- Capital: Sana'a; Jibla;
- Common languages: Arabic
- Religion: Ismaili Shia Islam
- Government: Sultanate
- • 1047–1066 (first): Ali al-Sulayhi
- • 1067/1081–1086: Al-Mukarram Ahmad
- • 1086–1138: Arwa al-Sulayhi
- Historical era: Early Middle Ages
- • Established: 1047
- • Disestablished: 1138
- Currency: Dinar
| Preceded by | Succeeded by |
| / Najahids; / Rassids | Zurayids / ; Hamdanids (Yemen) / ; Najahids / ; Sulaymanids / |

= Sulayhid dynasty =

11th-12th century Islamic dynasty in Yemen

The Sulayhid dynasty (بَنُو صُلَيْح) was an Ismaili Shi'ite Arab dynasty established in 1047 by Ali ibn Muhammad al-Sulayhi that ruled most of historical Yemen at its peak. The Sulayhids brought to Yemen peace and a prosperity unknown since Himyaritic times. The regime was confederate with the Cairo-based Fatimid Caliphate, and was a constant enemy of the Rassids - the Zaidi Shi'ite rulers of Yemen throughout its existence.

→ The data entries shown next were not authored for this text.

//! Batch runner behaviour under paused tokio time.

use anime_enrich::batch::{into_values, BatchConfig, BatchRunner, BatchSummary, ResolveError};
use anime_enrich::ErrorKind;
use std::collections::HashMap;
use std::sync::atomic::{AtomicU32, AtomicUsize, Ordering};
use std::sync::Mutex;
use std::time::Duration;
use tokio::time::{sleep, Instant};
use tokio_util::sync::CancellationToken;

/// Elapsed time on the paused clock, to the millisecond.
fn whole_ms(d: Duration) -> u128 {
    d.as_millis()
}

fn config(concurrency: usize) -> BatchConfig {
    BatchConfig::new()
        .with_concurrency(concurrency)
        .with_inter_batch_delay(Duration::from_millis(1000))
        .with_retry_backoff(Duration::from_millis(2000))
}

/// Counts attempts per key.
#[derive(Default)]
struct Attempts(Mutex<HashMap<u32, u32>>);

impl Attempts {
    fn bump(&self, key: u32) -> u32 {
        let mut map = self.0.lock().unwrap();
        let n = map.entry(key).or_insert(0);
        *n += 1;
        *n
    }

    fn get(&self, key: u32) -> u32 {
        self.0.lock().unwrap().get(&key).copied().unwrap_or(0)
    }
}

#[tokio::test(start_paused = true)]
async fn test_outcomes_follow_input_order_not_completion_order() {
    let keys: Vec<u32> = (0..8).collect();
    let out = BatchRunner::new(config(4))
        .run(keys.clone(), |k| async move {
            // earlier keys finish last within each wave
            sleep(Duration::from_millis(u64::from(10 - k) * 10)).await;
            Ok::<_, ResolveError>(k * 2)
        })
        .await
        .unwrap();

    assert_eq!(out.len(), keys.len());
    let seen: Vec<u32> = out.iter().map(|o| *o.key()).collect();
    assert_eq!(seen, keys);
    assert_eq!(into_values(out), vec![0, 2, 4, 6, 8, 10, 12, 14]);
}

#[tokio::test(start_paused = true)]
async fn test_in_flight_never_exceeds_concurrency() {
    let in_flight = AtomicUsize::new(0);
    let peak = AtomicUsize::new(0);

    let out = BatchRunner::new(config(3))
        .run((0..10u32).collect(), |k| {
            let in_flight = &in_flight;
            let peak = &peak;
            async move {
                let now = in_flight.fetch_add(1, Ordering::SeqCst) + 1;
                peak.fetch_max(now, Ordering::SeqCst);
                sleep(Duration::from_millis(50)).await;
                in_flight.fetch_sub(1, Ordering::SeqCst);
                Ok::<_, ResolveError>(k)
            }
        })
        .await
        .unwrap();

    assert_eq!(out.len(), 10);
    assert_eq!(peak.load(Ordering::SeqCst), 3);
}

#[tokio::test(start_paused = true)]
async fn test_waves_start_one_delay_apart() {
    let start = Instant::now();
    let started: Mutex<Vec<(u32, Duration)>> = Mutex::new(Vec::new());

    let out = BatchRunner::new(config(2))
        .run(vec![1, 2, 3, 4, 5, 6], |k| {
            started.lock().unwrap().push((k, start.elapsed()));
            async move { Ok::<_, ResolveError>(k) }
        })
        .await
        .unwrap();

    assert!(out.iter().all(|o| o.is_success()));
    let started = started.into_inner().unwrap();
    let at = |key: u32| {
        started
            .iter()
            .find(|(k, _)| *k == key)
            .map(|(_, d)| whole_ms(*d))
            .unwrap()
    };
    assert_eq!([at(1), at(2)], [0, 0]);
    assert_eq!([at(3), at(4)], [1000, 1000]);
    assert_eq!([at(5), at(6)], [2000, 2000]);
    // trailing delay after the third wave
    assert_eq!(whole_ms(start.elapsed()), 3000);
}

#[tokio::test(start_paused = true)]
async fn test_trailing_delay_can_be_disabled() {
    let start = Instant::now();
    BatchRunner::new(config(5).with_trailing_delay(false))
        .run(vec![1, 2, 3], |k| async move { Ok::<_, ResolveError>(k) })
        .await
        .unwrap();
    assert_eq!(whole_ms(start.elapsed()), 0);

    let start = Instant::now();
    BatchRunner::new(config(5))
        .run(vec![1, 2, 3], |k| async move { Ok::<_, ResolveError>(k) })
        .await
        .unwrap();
    assert_eq!(whole_ms(start.elapsed()), 1000);
}

#[tokio::test(start_paused = true)]
async fn test_rate_limited_key_recovers_within_retry_budget() {
    let attempts = Attempts::default();
    let out = BatchRunner::new(config(5).with_max_retries(2))
        .run(vec![7u32], |k| {
            let n = attempts.bump(k);
            async move {
                if n <= 2 {
                    Err(ResolveError::rate_limited("429"))
                } else {
                    Ok(k)
                }
            }
        })
        .await
        .unwrap();

    assert_eq!(out[0].value(), Some(&7));
    assert_eq!(attempts.get(7), 3);
}

#[tokio::test(start_paused = true)]
async fn test_retry_budget_caps_attempts() {
    let attempts = Attempts::default();
    let start = Instant::now();
    let out = BatchRunner::new(config(5).with_max_retries(2).with_trailing_delay(false))
        .run(vec![7u32], |k| {
            attempts.bump(k);
            async { Err::<u32, _>(ResolveError::rate_limited("429")) }
        })
        .await
        .unwrap();

    assert_eq!(out[0].reason(), Some(ErrorKind::RateLimited));
    assert_eq!(attempts.get(7), 3);
    // two backoffs between three attempts
    assert_eq!(whole_ms(start.elapsed()), 4000);
}

#[tokio::test(start_paused = true)]
async fn test_two_keys_one_rate_limited_once() {
    let attempts = Attempts::default();
    let out = BatchRunner::new(config(5).with_max_retries(1))
        .run(vec![10u32, 20], |k| {
            let n = attempts.bump(k);
            async move {
                if k == 20 && n == 1 {
                    Err(ResolveError::rate_limited("429"))
                } else {
                    Ok(format!("anime-{k}"))
                }
            }
        })
        .await
        .unwrap();

    let summary = BatchSummary::from_outcomes(&out);
    assert_eq!(summary.succeeded, 2);
    assert_eq!(into_values(out), vec!["anime-10".to_string(), "anime-20".to_string()]);
    assert_eq!(attempts.get(10), 1);
    assert_eq!(attempts.get(20), 2);
}

#[tokio::test(start_paused = true)]
async fn test_exhausted_key_does_not_affect_sibling() {
    let attempts = Attempts::default();
    let out = BatchRunner::new(config(5).with_max_retries(2))
        .run(vec![10u32, 20], |k| {
            attempts.bump(k);
            async move {
                if k == 10 {
                    Err(ResolveError::rate_limited("429"))
                } else {
                    Ok(k)
                }
            }
        })
        .await
        .unwrap();

    assert_eq!(attempts.get(10), 3);
    assert_eq!(attempts.get(20), 1);
    assert_eq!(out[0].reason(), Some(ErrorKind::RateLimited));
    assert_eq!(out[1].value(), Some(&20));
    let summary = BatchSummary::from_outcomes(&out);
    assert_eq!((summary.succeeded, summary.rate_limited), (1, 1));
}

#[tokio::test(start_paused = true)]
async fn test_failures_are_kept_per_key() {
    let out = BatchRunner::new(config(2))
        .run(vec![1u32, 2, 3, 4], |k| async move {
            match k {
                2 => Err(ResolveError::not_found("no such anime")),
                4 => Err(ResolveError::detail_unavailable("missing mal_id")),
                _ => Ok(k),
            }
        })
        .await
        .unwrap();

    let summary = BatchSummary::from_outcomes(&out);
    assert_eq!(summary.total, 4);
    assert_eq!(summary.failed, 2);
    assert!(summary.is_partial());
    assert_eq!(out[1].reason(), Some(ErrorKind::NotFound));
    assert_eq!(out[3].reason(), Some(ErrorKind::DetailUnavailable));

    let json = serde_json::to_value(&out[1]).unwrap();
    assert_eq!(json["status"], "failure");
    assert_eq!(json["reason"], "not_found");
    assert_eq!(json["key"], 2);
}

#[tokio::test(start_paused = true)]
async fn test_cancel_skips_remaining_waves() {
    let token = CancellationToken::new();
    let calls = AtomicU32::new(0);

    let out = BatchRunner::new(config(2))
        .with_cancellation(token.clone())
        .run(vec![1u32, 2, 3, 4, 5, 6], |k| {
            calls.fetch_add(1, Ordering::SeqCst);
            if k == 1 {
                token.cancel();
            }
            async move { Ok::<_, ResolveError>(k) }
        })
        .await
        .unwrap();

    assert_eq!(out.len(), 6);
    assert_eq!(calls.load(Ordering::SeqCst), 2);
    assert!(out[0].is_success() && out[1].is_success());
    for outcome in &out[2..] {
        assert_eq!(outcome.reason(), Some(ErrorKind::Cancelled));
    }
    assert_eq!(BatchSummary::from_outcomes(&out).cancelled, 4);
}

#[tokio::test(start_paused = true)]
async fn test_cancel_interrupts_retry_backoff() {
    let token = CancellationToken::new();
    let canceller = token.clone();
    tokio::spawn(async move {
        sleep(Duration::from_secs(3)).await;
        canceller.cancel();
    });

    let start = Instant::now();
    let out = BatchRunner::new(
        config(1)
            .with_max_retries(10)
            .with_retry_backoff(Duration::from_secs(10)),
    )
    .with_cancellation(token)
    .run(vec![1u32], |_| async {
        Err::<u32, _>(ResolveError::rate_limited("429"))
    })
    .await
    .unwrap();

    assert_eq!(out[0].reason(), Some(ErrorKind::Cancelled));
    assert!(start.elapsed() < Duration::from_secs(10));
}

#[tokio::test(start_paused = true)]
async fn test_slow_resolver_times_out_without_retry() {
    let calls = AtomicU32::new(0);
    let out = BatchRunner::new(
        config(3)
            .with_max_retries(3)
            .with_item_timeout(Duration::from_millis(500)),
    )
    .run(vec![1u32, 2], |k| {
        calls.fetch_add(1, Ordering::SeqCst);
        async move {
            if k == 2 {
                sleep(Duration::from_secs(5)).await;
            }
            Ok::<_, ResolveError>(k)
        }
    })
    .await
    .unwrap();

    assert!(out[0].is_success());
    assert_eq!(out[1].reason(), Some(ErrorKind::Timeout));
    assert_eq!(calls.load(Ordering::SeqCst), 2);
}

The dynasty ended with Arwa al-Sulayhi affiliating to the Taiyabi Ismaili sect, as opposed to the Hafizi Ismaili sect that the other Ismaili dynasties such as the Zurayids and the Hamdanids adhered to.

==Origins==
The Sulayhids are from the Arab Yemeni clan of Banu Salouh, descended from the al-Hajour tribe, descended from the Hashid tribe, descended from the Hamdanids.

==Rise==
The first Isma'ili missionaries, Ibn Hawshab and Ali ibn al-Fadl al-Jayshani, already appeared in Yemen in 881, thirty years before the establishment of the Fatimid Caliphate. Their creed was subsequently disseminated among the mountain tribes in the early 10th century. During this period Ibn al-Fadl managed to conquer San'a and the central highlands in 905, while Ibn Hawshab established himself at Shibam Kawkaban. Nevertheless, this regime was beaten by the resurgent indigenous Yu'firid dynasty in 916, after Ibn al-Fadl's death in 915.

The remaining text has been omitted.